The healthcare provider informed that the potential data breach is caused by a missing backup DEXA scan drive that contains patient data. The potential breach came to light due to a maintenance technician's observation during their work on the machine. The technician discovered the absence of the portable backup device from the larger DEXA scan machine.
Upon a full investigation, it cannot be determined if the device was lost or stolen.
A DEXA scan machine, or Dual-Energy X-ray Absorptiometry machine, is a medical device used to measure bone density and body composition. It uses low-dose X-rays to assess bone health and the proportion of muscle, fat, and other tissues in the body. This helps diagnose conditions like osteoporosis and provides insights into overall health.
Jefferson Health did not disclose the number of patients affected. In terms of the information that may have been compromised, Jefferson Health disclosed that the data on the drive could be accessible and includes
- names,
- dates of birth,
- medical record numbers,
- dates of studies,
- in certain instances, mailing addresses.

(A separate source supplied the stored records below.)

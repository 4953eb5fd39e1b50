use super::channel_aggregator::scan_channel;
use super::emoji_stats_models::{
    ChannelInfo, ChannelScanResult, EmojiCatalog, FrequencyTable, GuildScanResult, ScanWindow,
};
use super::emoji_stats_ports::{ChannelHistorySource, EmojiStatsError};
use std::sync::Arc;
use std::time::Duration;

/// Everything a guild-wide scan needs, captured up front.
pub struct GuildScan {
    pub channels: Vec<ChannelInfo>,
    pub catalog: Arc<EmojiCatalog>,
    pub window: ScanWindow,
    pub self_id: u64,
    pub channel_timeout: Option<Duration>,
}

/// Scans every readable channel concurrently and merges the results.
///
/// One task per eligible channel; the tasks share nothing but the read-only
/// catalog. Handles are joined in spawn order so the merge never depends on
/// which channel finished first. A channel that fails, panics or times out is
/// logged and left out; its siblings are unaffected.
pub async fn scan_guild<H>(history: Arc<H>, scan: GuildScan) -> GuildScanResult
where
    H: ChannelHistorySource + 'static,
{
    let GuildScan {
        channels,
        catalog,
        window,
        self_id,
        channel_timeout,
    } = scan;

    let eligible: Vec<ChannelInfo> = channels
        .into_iter()
        .filter(|channel| channel.can_read_history)
        .collect();

    let handles: Vec<_> = eligible
        .iter()
        .map(|channel| {
            let history = Arc::clone(&history);
            let catalog = Arc::clone(&catalog);
            let channel = channel.clone();

            tokio::spawn(async move {
                let scan = scan_channel(history.as_ref(), &channel, &catalog, window, self_id);
                match channel_timeout {
                    Some(limit) => match tokio::time::timeout(limit, scan).await {
                        Ok(outcome) => outcome,
                        Err(_) => Err(EmojiStatsError::Timeout {
                            channel_id: channel.id,
                            after: limit,
                        }),
                    },
                    None => scan.await,
                }
            })
        })
        .collect();

    let outcomes = futures::future::join_all(handles).await;

    let mut results = Vec::with_capacity(outcomes.len());
    let mut failed_channels = 0;
    for (channel, outcome) in eligible.iter().zip(outcomes) {
        let outcome = outcome.unwrap_or_else(|join_err| {
            Err(EmojiStatsError::Task {
                channel_id: channel.id,
                reason: join_err.to_string(),
            })
        });

        match outcome {
            Ok(result) => results.push(result),
            Err(e) => {
                failed_channels += 1;
                tracing::warn!(
                    channel_id = channel.id,
                    channel = %channel.name,
                    "Skipping channel in emoji count: {}",
                    e
                );
            }
        }
    }

    merge(catalog, window, results, failed_channels)
}

/// Sums the channel tables, then adds the baseline for every catalog entry.
pub fn merge(
    catalog: Arc<EmojiCatalog>,
    window: ScanWindow,
    channels: Vec<ChannelScanResult>,
    failed_channels: usize,
) -> GuildScanResult {
    let mut frequencies = FrequencyTable::seeded(&catalog);
    let mut total_messages = 0;

    for channel in &channels {
        frequencies.merge(&channel.frequencies);
        total_messages += channel.message_count;
    }

    GuildScanResult {
        window,
        catalog,
        frequencies,
        total_messages,
        channels,
        failed_channels,
    }
}
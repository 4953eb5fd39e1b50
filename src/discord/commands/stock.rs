use crate::discord::{Context, Error};
use poise::serenity_prelude as serenity;

/// Look up stock prices. Up to ten symbols at once.
#[poise::command(prefix_command)]
pub async fn stock(
    ctx: Context<'_>,
    #[description = "Ticker symbols, e.g. AAPL 2330.TW COVER"] symbols: Vec<String>,
) -> Result<(), Error> {
    if symbols.is_empty() {
        return Ok(());
    }

    let _typing = ctx
        .channel_id()
        .start_typing(&ctx.serenity_context().http);
    let summaries = ctx.data().stocks.summaries(&symbols).await;
    if summaries.is_empty() {
        return Ok(());
    }

    let reply = summaries.into_iter().fold(poise::CreateReply::default(), |reply, summary| {
        reply.embed(
            serenity::CreateEmbed::new()
                .title(summary.title)
                .url(summary.url)
                .description(summary.description)
                .color(summary.color),
        )
    });

    ctx.send(reply).await?;
    Ok(())
}
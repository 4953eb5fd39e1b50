use crate::discord::{Context, Error};

/// Show the commands, or details about one of them.
#[poise::command(prefix_command, track_edits)]
pub async fn help(
    ctx: Context<'_>,
    #[description = "Command to explain"] command: Option<String>,
) -> Result<(), Error> {
    let footer = format!(
        "Type {prefix}help <command> for more info on a command.",
        prefix = ctx.data().prefix
    );

    poise::builtins::help(
        ctx,
        command.as_deref(),
        poise::builtins::HelpConfiguration {
            extra_text_at_bottom: &footer,
            ..Default::default()
        },
    )
    .await?;
    Ok(())
}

The healthcare provided a very peculiar wording about other sensitive details such as Social Security numbers, driver's license information, phone numbers, and insurance numbers - that those are not viewable without the necessary credentials, specific system software, and additional technological access, the release clarified. It's unclear whether those details are present on the DEXA drive but somehow better protected, or not present on the drive at all.
The affected patients are urged to diligently monitor their credit reports and take proactive steps by getting in touch with any of the three major credit bureaus to implement a fraud alert on their credit report.
In response to this incident, Jefferson Health is taking measures to review and reinforce its security protocols.